## Work item
If a line in the data holds the string "ArgsTooLong", list it.

** Opening Dataset content block **

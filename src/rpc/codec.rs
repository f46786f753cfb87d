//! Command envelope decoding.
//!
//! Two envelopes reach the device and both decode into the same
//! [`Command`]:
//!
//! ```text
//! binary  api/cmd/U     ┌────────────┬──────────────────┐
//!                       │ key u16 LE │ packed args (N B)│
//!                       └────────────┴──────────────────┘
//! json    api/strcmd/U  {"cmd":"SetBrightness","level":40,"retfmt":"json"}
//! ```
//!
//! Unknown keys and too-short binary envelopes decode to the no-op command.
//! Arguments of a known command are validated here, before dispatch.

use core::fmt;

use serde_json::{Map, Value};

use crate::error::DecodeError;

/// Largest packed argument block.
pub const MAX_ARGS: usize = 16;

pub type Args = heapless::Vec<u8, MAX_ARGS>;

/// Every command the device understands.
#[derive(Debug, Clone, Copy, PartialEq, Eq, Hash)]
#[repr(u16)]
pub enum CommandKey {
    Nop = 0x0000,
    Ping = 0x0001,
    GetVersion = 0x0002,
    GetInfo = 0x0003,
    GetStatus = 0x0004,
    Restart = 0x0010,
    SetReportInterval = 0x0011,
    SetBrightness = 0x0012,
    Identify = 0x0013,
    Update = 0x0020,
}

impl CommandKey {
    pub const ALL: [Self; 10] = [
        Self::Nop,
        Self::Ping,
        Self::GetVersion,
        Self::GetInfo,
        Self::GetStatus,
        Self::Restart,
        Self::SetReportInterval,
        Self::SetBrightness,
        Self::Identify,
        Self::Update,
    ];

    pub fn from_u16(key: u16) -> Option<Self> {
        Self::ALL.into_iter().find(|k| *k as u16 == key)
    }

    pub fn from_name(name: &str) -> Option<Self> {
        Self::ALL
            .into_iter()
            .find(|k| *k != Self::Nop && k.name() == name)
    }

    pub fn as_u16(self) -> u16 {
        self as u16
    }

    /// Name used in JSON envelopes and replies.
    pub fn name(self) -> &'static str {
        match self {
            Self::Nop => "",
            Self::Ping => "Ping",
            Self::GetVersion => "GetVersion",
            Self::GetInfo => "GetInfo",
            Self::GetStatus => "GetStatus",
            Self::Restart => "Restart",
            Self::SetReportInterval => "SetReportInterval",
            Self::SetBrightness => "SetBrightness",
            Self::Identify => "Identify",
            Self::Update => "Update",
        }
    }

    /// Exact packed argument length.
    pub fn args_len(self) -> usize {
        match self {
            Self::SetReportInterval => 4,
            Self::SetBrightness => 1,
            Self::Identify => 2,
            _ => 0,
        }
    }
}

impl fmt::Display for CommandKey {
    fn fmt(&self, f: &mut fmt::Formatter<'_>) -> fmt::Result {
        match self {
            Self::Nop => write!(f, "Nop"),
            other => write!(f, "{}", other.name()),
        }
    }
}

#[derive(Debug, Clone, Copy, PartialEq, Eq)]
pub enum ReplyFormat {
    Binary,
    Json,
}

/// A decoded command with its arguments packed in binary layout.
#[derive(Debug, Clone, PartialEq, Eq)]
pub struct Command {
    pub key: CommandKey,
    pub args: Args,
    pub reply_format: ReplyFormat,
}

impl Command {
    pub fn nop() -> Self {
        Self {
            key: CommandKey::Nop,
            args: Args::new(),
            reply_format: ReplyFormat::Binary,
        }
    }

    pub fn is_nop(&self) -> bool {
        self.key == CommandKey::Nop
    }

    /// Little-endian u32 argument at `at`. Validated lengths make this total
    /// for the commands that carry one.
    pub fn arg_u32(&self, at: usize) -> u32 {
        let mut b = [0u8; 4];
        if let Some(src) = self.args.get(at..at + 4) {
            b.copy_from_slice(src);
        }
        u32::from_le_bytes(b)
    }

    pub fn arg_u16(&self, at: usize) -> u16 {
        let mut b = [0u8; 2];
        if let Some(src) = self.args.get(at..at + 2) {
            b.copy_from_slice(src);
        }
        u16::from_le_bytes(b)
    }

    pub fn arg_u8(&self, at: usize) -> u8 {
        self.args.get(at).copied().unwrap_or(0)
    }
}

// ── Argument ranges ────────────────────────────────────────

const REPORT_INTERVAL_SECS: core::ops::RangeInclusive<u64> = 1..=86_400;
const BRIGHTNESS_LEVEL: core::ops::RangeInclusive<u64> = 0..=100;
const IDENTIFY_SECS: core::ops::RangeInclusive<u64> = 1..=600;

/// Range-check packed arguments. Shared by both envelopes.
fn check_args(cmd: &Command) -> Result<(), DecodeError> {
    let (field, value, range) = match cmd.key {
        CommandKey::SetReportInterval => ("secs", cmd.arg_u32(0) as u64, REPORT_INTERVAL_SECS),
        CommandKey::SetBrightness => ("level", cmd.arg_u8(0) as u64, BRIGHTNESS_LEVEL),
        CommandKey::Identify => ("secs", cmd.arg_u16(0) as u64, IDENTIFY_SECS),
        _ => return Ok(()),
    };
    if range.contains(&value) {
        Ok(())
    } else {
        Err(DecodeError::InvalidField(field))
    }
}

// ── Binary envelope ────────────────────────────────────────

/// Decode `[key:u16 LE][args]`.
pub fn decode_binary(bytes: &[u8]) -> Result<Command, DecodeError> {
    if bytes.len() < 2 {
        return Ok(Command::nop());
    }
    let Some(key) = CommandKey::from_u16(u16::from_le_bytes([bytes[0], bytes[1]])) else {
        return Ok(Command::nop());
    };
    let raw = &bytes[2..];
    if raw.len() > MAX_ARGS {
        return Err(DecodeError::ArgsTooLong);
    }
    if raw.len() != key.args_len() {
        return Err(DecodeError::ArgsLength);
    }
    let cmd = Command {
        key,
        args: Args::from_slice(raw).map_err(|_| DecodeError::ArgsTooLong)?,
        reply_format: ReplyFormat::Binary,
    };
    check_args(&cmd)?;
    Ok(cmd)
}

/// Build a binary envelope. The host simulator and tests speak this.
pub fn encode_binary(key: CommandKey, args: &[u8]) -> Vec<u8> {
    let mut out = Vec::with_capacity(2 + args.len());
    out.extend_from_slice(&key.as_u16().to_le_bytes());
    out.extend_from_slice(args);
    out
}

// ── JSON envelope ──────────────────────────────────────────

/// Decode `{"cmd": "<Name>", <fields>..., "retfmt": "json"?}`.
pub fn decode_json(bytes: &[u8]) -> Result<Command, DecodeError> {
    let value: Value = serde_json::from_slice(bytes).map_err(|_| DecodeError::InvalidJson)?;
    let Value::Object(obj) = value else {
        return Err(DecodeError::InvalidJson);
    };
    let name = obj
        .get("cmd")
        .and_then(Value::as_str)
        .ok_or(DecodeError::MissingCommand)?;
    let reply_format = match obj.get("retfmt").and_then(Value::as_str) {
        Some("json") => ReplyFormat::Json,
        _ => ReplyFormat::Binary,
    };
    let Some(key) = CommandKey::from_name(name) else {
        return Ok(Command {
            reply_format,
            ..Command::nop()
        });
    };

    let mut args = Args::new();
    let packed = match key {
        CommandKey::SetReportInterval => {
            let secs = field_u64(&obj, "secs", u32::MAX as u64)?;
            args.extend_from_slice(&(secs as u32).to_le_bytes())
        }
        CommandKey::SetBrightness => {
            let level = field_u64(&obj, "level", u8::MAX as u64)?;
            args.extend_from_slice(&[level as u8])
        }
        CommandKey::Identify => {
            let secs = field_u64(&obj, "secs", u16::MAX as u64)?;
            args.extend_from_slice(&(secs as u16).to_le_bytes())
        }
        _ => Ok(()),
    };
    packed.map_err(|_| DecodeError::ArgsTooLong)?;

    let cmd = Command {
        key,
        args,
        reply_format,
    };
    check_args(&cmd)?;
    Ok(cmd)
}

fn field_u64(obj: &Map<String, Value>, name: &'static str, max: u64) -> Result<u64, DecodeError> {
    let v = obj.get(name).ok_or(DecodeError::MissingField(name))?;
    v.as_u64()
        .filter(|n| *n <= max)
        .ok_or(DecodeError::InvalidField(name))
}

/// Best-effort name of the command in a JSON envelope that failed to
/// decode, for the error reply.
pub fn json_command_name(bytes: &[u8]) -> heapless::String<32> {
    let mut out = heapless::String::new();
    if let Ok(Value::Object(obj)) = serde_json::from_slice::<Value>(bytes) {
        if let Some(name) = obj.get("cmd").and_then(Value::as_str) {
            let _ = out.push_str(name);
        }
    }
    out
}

** Closing Dataset content block **

## Output for this task
        return Err(DecodeError::ArgsTooLong);
        args: Args::from_slice(raw).map_err(|_| DecodeError::ArgsTooLong)?,
    packed.map_err(|_| DecodeError::ArgsTooLong)?;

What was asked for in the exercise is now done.